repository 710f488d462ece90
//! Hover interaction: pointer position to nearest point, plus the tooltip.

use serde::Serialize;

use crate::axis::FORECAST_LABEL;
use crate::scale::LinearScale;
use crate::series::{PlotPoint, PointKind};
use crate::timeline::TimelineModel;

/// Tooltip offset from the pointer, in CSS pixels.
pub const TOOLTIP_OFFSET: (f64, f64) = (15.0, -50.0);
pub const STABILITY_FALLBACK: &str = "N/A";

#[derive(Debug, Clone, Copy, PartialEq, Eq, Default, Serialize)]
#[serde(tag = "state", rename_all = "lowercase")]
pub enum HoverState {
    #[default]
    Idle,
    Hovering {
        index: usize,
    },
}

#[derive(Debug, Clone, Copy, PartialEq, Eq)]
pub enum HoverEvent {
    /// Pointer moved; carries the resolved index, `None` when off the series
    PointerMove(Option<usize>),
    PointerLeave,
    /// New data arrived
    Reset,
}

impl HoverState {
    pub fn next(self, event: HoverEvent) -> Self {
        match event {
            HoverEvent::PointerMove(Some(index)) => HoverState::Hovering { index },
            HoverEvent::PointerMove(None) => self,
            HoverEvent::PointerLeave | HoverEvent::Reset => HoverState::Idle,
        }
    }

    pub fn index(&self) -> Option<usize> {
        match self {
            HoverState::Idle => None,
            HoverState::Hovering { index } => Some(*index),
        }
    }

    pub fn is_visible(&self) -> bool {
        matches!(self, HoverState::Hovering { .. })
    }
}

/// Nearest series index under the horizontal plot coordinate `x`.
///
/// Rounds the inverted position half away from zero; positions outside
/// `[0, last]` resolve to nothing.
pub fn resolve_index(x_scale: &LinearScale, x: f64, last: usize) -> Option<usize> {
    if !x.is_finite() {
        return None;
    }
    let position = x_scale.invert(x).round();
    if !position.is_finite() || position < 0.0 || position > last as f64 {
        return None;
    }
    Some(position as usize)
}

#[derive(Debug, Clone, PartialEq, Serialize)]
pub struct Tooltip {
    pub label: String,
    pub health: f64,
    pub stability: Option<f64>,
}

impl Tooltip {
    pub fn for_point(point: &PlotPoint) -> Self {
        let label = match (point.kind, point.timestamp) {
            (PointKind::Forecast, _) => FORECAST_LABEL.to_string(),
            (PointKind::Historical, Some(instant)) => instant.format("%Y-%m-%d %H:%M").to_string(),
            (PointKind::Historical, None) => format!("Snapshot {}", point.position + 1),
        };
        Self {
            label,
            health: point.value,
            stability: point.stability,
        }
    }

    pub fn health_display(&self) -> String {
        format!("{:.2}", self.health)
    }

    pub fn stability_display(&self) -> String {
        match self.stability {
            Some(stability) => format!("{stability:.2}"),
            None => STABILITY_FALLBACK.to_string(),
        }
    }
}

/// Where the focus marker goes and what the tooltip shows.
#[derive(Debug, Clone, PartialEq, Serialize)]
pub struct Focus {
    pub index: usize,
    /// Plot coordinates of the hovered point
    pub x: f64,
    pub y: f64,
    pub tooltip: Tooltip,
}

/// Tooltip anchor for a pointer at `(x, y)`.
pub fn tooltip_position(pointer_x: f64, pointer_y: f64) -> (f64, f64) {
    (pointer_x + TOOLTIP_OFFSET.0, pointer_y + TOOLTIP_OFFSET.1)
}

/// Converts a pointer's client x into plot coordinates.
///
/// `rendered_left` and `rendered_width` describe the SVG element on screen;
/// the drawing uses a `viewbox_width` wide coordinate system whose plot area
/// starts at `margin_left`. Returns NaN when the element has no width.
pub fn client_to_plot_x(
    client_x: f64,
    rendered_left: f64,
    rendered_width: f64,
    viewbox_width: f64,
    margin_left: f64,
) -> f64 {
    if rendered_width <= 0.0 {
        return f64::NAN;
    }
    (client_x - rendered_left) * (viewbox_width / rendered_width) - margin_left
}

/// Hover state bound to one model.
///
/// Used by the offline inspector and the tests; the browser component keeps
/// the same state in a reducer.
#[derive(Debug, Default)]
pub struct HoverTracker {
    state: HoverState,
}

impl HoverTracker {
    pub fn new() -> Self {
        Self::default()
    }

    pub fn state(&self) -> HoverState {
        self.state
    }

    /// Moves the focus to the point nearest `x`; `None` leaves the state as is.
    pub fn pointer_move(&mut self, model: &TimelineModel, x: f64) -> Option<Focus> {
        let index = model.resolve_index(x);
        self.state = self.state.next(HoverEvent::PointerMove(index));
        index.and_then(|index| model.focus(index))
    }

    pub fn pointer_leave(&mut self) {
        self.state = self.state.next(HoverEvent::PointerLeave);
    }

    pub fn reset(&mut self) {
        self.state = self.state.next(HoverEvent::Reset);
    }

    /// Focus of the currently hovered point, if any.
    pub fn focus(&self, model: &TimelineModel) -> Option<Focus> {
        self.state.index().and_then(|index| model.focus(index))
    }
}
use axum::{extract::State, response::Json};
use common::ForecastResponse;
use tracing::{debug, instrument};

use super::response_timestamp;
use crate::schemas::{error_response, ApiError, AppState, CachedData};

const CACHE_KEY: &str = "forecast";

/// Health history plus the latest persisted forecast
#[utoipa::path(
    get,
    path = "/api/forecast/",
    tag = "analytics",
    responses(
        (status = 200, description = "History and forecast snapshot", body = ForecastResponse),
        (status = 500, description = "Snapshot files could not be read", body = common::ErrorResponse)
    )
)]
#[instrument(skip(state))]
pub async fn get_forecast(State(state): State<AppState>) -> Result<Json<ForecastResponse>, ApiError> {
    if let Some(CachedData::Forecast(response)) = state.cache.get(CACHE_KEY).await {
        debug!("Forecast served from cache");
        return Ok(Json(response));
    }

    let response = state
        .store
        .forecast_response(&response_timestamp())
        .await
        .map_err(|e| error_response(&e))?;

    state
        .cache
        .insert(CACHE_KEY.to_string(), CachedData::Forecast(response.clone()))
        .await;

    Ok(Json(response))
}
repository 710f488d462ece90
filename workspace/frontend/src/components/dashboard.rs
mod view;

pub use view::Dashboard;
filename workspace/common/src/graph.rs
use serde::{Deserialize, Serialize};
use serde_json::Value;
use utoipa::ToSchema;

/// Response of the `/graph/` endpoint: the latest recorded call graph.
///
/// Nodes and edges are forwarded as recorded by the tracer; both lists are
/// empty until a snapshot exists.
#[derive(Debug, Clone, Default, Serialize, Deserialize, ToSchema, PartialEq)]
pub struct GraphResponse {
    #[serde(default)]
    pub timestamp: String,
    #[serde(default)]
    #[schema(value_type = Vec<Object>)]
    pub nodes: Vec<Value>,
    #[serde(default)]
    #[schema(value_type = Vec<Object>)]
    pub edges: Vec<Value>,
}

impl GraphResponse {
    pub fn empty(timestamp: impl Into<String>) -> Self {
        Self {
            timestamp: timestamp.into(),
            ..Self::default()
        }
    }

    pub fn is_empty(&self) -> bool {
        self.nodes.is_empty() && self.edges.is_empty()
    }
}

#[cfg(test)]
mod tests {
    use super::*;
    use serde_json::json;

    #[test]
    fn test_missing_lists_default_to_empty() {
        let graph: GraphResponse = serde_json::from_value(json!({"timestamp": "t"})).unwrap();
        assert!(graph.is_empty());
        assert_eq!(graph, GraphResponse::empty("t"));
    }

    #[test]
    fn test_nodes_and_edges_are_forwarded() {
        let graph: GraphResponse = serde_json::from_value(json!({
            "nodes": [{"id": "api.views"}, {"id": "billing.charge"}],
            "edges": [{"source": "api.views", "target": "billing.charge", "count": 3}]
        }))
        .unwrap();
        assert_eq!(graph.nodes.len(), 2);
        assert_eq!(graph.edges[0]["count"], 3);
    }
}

+++++

[Work to be completed] None of the records may be skipped; each is to be repeated exactly.

[Answer for this exercise]
repository 710f488d462ece90
//! Hover interaction: pointer position to nearest point, plus the tooltip.

use serde::Serialize;

use crate::axis::FORECAST_LABEL;
use crate::scale::LinearScale;
use crate::series::{PlotPoint, PointKind};
use crate::timeline::TimelineModel;

/// Tooltip offset from the pointer, in CSS pixels.
pub const TOOLTIP_OFFSET: (f64, f64) = (15.0, -50.0);
pub const STABILITY_FALLBACK: &str = "N/A";

#[derive(Debug, Clone, Copy, PartialEq, Eq, Default, Serialize)]
#[serde(tag = "state", rename_all = "lowercase")]
pub enum HoverState {
    #[default]
    Idle,
    Hovering {
        index: usize,
    },
}

#[derive(Debug, Clone, Copy, PartialEq, Eq)]
pub enum HoverEvent {
    /// Pointer moved; carries the resolved index, `None` when off the series
    PointerMove(Option<usize>),
    PointerLeave,
    /// New data arrived
    Reset,
}

impl HoverState {
    pub fn next(self, event: HoverEvent) -> Self {
        match event {
            HoverEvent::PointerMove(Some(index)) => HoverState::Hovering { index },
            HoverEvent::PointerMove(None) => self,
            HoverEvent::PointerLeave | HoverEvent::Reset => HoverState::Idle,
        }
    }

    pub fn index(&self) -> Option<usize> {
        match self {
            HoverState::Idle => None,
            HoverState::Hovering { index } => Some(*index),
        }
    }

    pub fn is_visible(&self) -> bool {
        matches!(self, HoverState::Hovering { .. })
    }
}

/// Nearest series index under the horizontal plot coordinate `x`.
///
/// Rounds the inverted position half away from zero; positions outside
/// `[0, last]` resolve to nothing.
pub fn resolve_index(x_scale: &LinearScale, x: f64, last: usize) -> Option<usize> {
    if !x.is_finite() {
        return None;
    }
    let position = x_scale.invert(x).round();
    if !position.is_finite() || position < 0.0 || position > last as f64 {
        return None;
    }
    Some(position as usize)
}

#[derive(Debug, Clone, PartialEq, Serialize)]
pub struct Tooltip {
    pub label: String,
    pub health: f64,
    pub stability: Option<f64>,
}

impl Tooltip {
    pub fn for_point(point: &PlotPoint) -> Self {
        let label = match (point.kind, point.timestamp) {
            (PointKind::Forecast, _) => FORECAST_LABEL.to_string(),
            (PointKind::Historical, Some(instant)) => instant.format("%Y-%m-%d %H:%M").to_string(),
            (PointKind::Historical, None) => format!("Snapshot {}", point.position + 1),
        };
        Self {
            label,
            health: point.value,
            stability: point.stability,
        }
    }

    pub fn health_display(&self) -> String {
        format!("{:.2}", self.health)
    }

    pub fn stability_display(&self) -> String {
        match self.stability {
            Some(stability) => format!("{stability:.2}"),
            None => STABILITY_FALLBACK.to_string(),
        }
    }
}

/// Where the focus marker goes and what the tooltip shows.
#[derive(Debug, Clone, PartialEq, Serialize)]
pub struct Focus {
    pub index: usize,
    /// Plot coordinates of the hovered point
    pub x: f64,
    pub y: f64,
    pub tooltip: Tooltip,
}

/// Tooltip anchor for a pointer at `(x, y)`.
pub fn tooltip_position(pointer_x: f64, pointer_y: f64) -> (f64, f64) {
    (pointer_x + TOOLTIP_OFFSET.0, pointer_y + TOOLTIP_OFFSET.1)
}

/// Converts a pointer's client x into plot coordinates.
///
/// `rendered_left` and `rendered_width` describe the SVG element on screen;
/// the drawing uses a `viewbox_width` wide coordinate system whose plot area
/// starts at `margin_left`. Returns NaN when the element has no width.
pub fn client_to_plot_x(
    client_x: f64,
    rendered_left: f64,
    rendered_width: f64,
    viewbox_width: f64,
    margin_left: f64,
) -> f64 {
    if rendered_width <= 0.0 {
        return f64::NAN;
    }
    (client_x - rendered_left) * (viewbox_width / rendered_width) - margin_left
}

/// Hover state bound to one model.
///
/// Used by the offline inspector and the tests; the browser component keeps
/// the same state in a reducer.
#[derive(Debug, Default)]
pub struct HoverTracker {
    state: HoverState,
}

impl HoverTracker {
    pub fn new() -> Self {
        Self::default()
    }

    pub fn state(&self) -> HoverState {
        self.state
    }

    /// Moves the focus to the point nearest `x`; `None` leaves the state as is.
    pub fn pointer_move(&mut self, model: &TimelineModel, x: f64) -> Option<Focus> {
        let index = model.resolve_index(x);
        self.state = self.state.next(HoverEvent::PointerMove(index));
        index.and_then(|index| model.focus(index))
    }

    pub fn pointer_leave(&mut self) {
        self.state = self.state.next(HoverEvent::PointerLeave);
    }

    pub fn reset(&mut self) {
        self.state = self.state.next(HoverEvent::Reset);
    }

    /// Focus of the currently hovered point, if any.
    pub fn focus(&self, model: &TimelineModel) -> Option<Focus> {
        self.state.index().and_then(|index| model.focus(index))
    }
}
use axum::{extract::State, response::Json};
use common::ForecastResponse;
use tracing::{debug, instrument};

use super::response_timestamp;
use crate::schemas::{error_response, ApiError, AppState, CachedData};

const CACHE_KEY: &str = "forecast";

/// Health history plus the latest persisted forecast
#[utoipa::path(
    get,
    path = "/api/forecast/",
    tag = "analytics",
    responses(
        (status = 200, description = "History and forecast snapshot", body = ForecastResponse),
        (status = 500, description = "Snapshot files could not be read", body = common::ErrorResponse)
    )
)]
#[instrument(skip(state))]
pub async fn get_forecast(State(state): State<AppState>) -> Result<Json<ForecastResponse>, ApiError> {
    if let Some(CachedData::Forecast(response)) = state.cache.get(CACHE_KEY).await {
        debug!("Forecast served from cache");
        return Ok(Json(response));
    }

    let response = state
        .store
        .forecast_response(&response_timestamp())
        .await
        .map_err(|e| error_response(&e))?;

    state
        .cache
        .insert(CACHE_KEY.to_string(), CachedData::Forecast(response.clone()))
        .await;

    Ok(Json(response))
}
repository 710f488d462ece90
filename workspace/frontend/src/components/dashboard.rs
mod view;

pub use view::Dashboard;
filename workspace/common/src/graph.rs
use serde::{Deserialize, Serialize};
use serde_json::Value;
use utoipa::ToSchema;

/// Response of the `/graph/` endpoint: the latest recorded call graph.
///
/// Nodes and edges are forwarded as recorded by the tracer; both lists are
/// empty until a snapshot exists.
#[derive(Debug, Clone, Default, Serialize, Deserialize, ToSchema, PartialEq)]
pub struct GraphResponse {
    #[serde(default)]
    pub timestamp: String,
    #[serde(default)]
    #[schema(value_type = Vec<Object>)]
    pub nodes: Vec<Value>,
    #[serde(default)]
    #[schema(value_type = Vec<Object>)]
    pub edges: Vec<Value>,
}

impl GraphResponse {
    pub fn empty(timestamp: impl Into<String>) -> Self {
        Self {
            timestamp: timestamp.into(),
            ..Self::default()
        }
    }

    pub fn is_empty(&self) -> bool {
        self.nodes.is_empty() && self.edges.is_empty()
    }
}

#[cfg(test)]
mod tests {
    use super::*;
    use serde_json::json;

    #[test]
    fn test_missing_lists_default_to_empty() {
        let graph: GraphResponse = serde_json::from_value(json!({"timestamp": "t"})).unwrap();
        assert!(graph.is_empty());
        assert_eq!(graph, GraphResponse::empty("t"));
    }

    #[test]
    fn test_nodes_and_edges_are_forwarded() {
        let graph: GraphResponse = serde_json::from_value(json!({
            "nodes": [{"id": "api.views"}, {"id": "billing.charge"}],
            "edges": [{"source": "api.views", "target": "billing.charge", "count": 3}]
        }))
        .unwrap();
        assert_eq!(graph.nodes.len(), 2);
        assert_eq!(graph.edges[0]["count"], 3);
    }
}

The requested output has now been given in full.